Tiveram alguns encontros e o cantor veio fazer uns concertos em Portugal. O autarca acompanhou alguns dos ensaios para espetáculos e, por vezes, deixava escapar uma nota. Foi assim que Lores percebeu que Luís tinha boa voz e desafiou‑o a colaborar num tema. No início de 2014, lançaram Ando Buscando, que foi bem recebido pelos cubanos. O bichinho ficou e não pararam. «Eu escrevo a maioria das letras e o Lores encarrega‑se da composição musical, mas ajudamo‑nos mutuamente. Eu nunca tinha colaborado com alguém com uma carreira feita, estou sempre a aprender.» O gosto pela música vem desde novo. Com 7 anos aprendeu a tocar órgão e, logo a seguir, clarinete e guitarra. Fez também alguns trabalhos como DJ. Nunca abandonou a paixão, mas tampouco a escondeu. Mas fazer disto vida, isso é outra conversa. Agora que leva a música mais a sério, diz que a inspiração lhe surge em qualquer momento. «No outro dia vi um documentário sobre os Beatles e mexeu comigo, deu‑me logo ideia para uma letra. Normalmente é assim.»
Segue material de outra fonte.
//! `repr()`, `str()`, `format()` and string templating.

use num_bigint::BigInt;
use num_traits::FromPrimitive;

use super::VM;
use crate::{
    args::ArgValues,
    bytecode::op::FORMAT_HAS_SPEC,
    exception_private::{ExcType, RunError, RunResult},
    fstring::{
        Align, Conversion, FieldAccess, FieldName, FormatSpec, PercentPart, TemplatePart, float_repr, format_float,
        format_int, format_str, parse_percent, parse_template,
    },
    heap::{DictViewKind, HeapData, HeapId},
    intern::{StaticStrings, StringId},
    io::PrintWriter,
    resource::{MAX_DATA_RECURSION_DEPTH, ResourceTracker},
    tracer::VmTracer,
    types::{
        bytes::bytes_repr,
        number::Number,
        str::{ascii_escape, str_repr},
    },
    value::Value,
};

/// Field numbering of a `str.format` template: fields are either all auto or all explicit.
#[derive(Debug, Clone, Copy)]
enum Numbering {
    Unknown,
    Auto(usize),
    Manual,
}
A política surge mais tarde na vida do autarca. De 1991 a 1996, estudou Engenharia do Território, no Instituto Superior Técnico e, logo a seguir, começou a dar aulas de Desenvolvimento Regional como professor assistente na Universidade do Algarve. A convite de Carlos Martins, presidente da comissão política distrital do PSD, candidatou‑se à Câmara Municipal de Vila Real de Santo António, em 2001. Não ganhou nesse ano. Assumiu então um lugar como deputado na Assembleia da República até 2005, ano em que voltou a candidatar‑se. Tornou‑se presidente da câmara da sua cidade. Foi reeleito em 2009 e 2013. Em 2017 já não pode. Entretanto, não deixou os estudos de lado e está, de momento, a tirar o doutoramento no Instituto Superior Técnico.

É um acérrimo defensor de que os políticos não podem – nem devem – negar os seus gostos, hábitos ou passatempos. «Somos pessoas com uma vida para além do trabalho, eu acho que as pessoas gostam de ver isso e se identificam com essa abordagem mais humana. É possível fazer as duas coisas e faze‑las bem.» A prova disso é que muitos vila‑realenses acolheram bem as músicas da dupla, e Gomes e Lores (que passou a vir a Portugal com mais frequência) é constantemente convidado para tocar em bailes no concelho.

O autarca diz que não gosta muito de rótulos, por isso não quer posicionar‑se num ou outro género musical específico. «Fazemos um pouco de tudo, temos músicas que vão do reggaeton à pop eletrónica ou mais românticas. A verdade é que temos desde adolescentes a pessoas de setenta anos nos espetáculos. É música para todos. » A mais recente novidade é o single lançado esta semana. Dime Por Qué, o terceiro vídeo com Baby Lores (depois de Dime, em julho de 2016), gravado no Algarve com a participação de 150 figurantes da comunidade cigana de Vila Real de Santo António. O convite surgiu de uma amizade antiga e de uma afinidade pelos ritmos ciganos. Neste momento, com uma dúzia de músicas prontas, a dupla está em processo de negociação com algumas editoras para gravar o disco. As novidades estão para breve.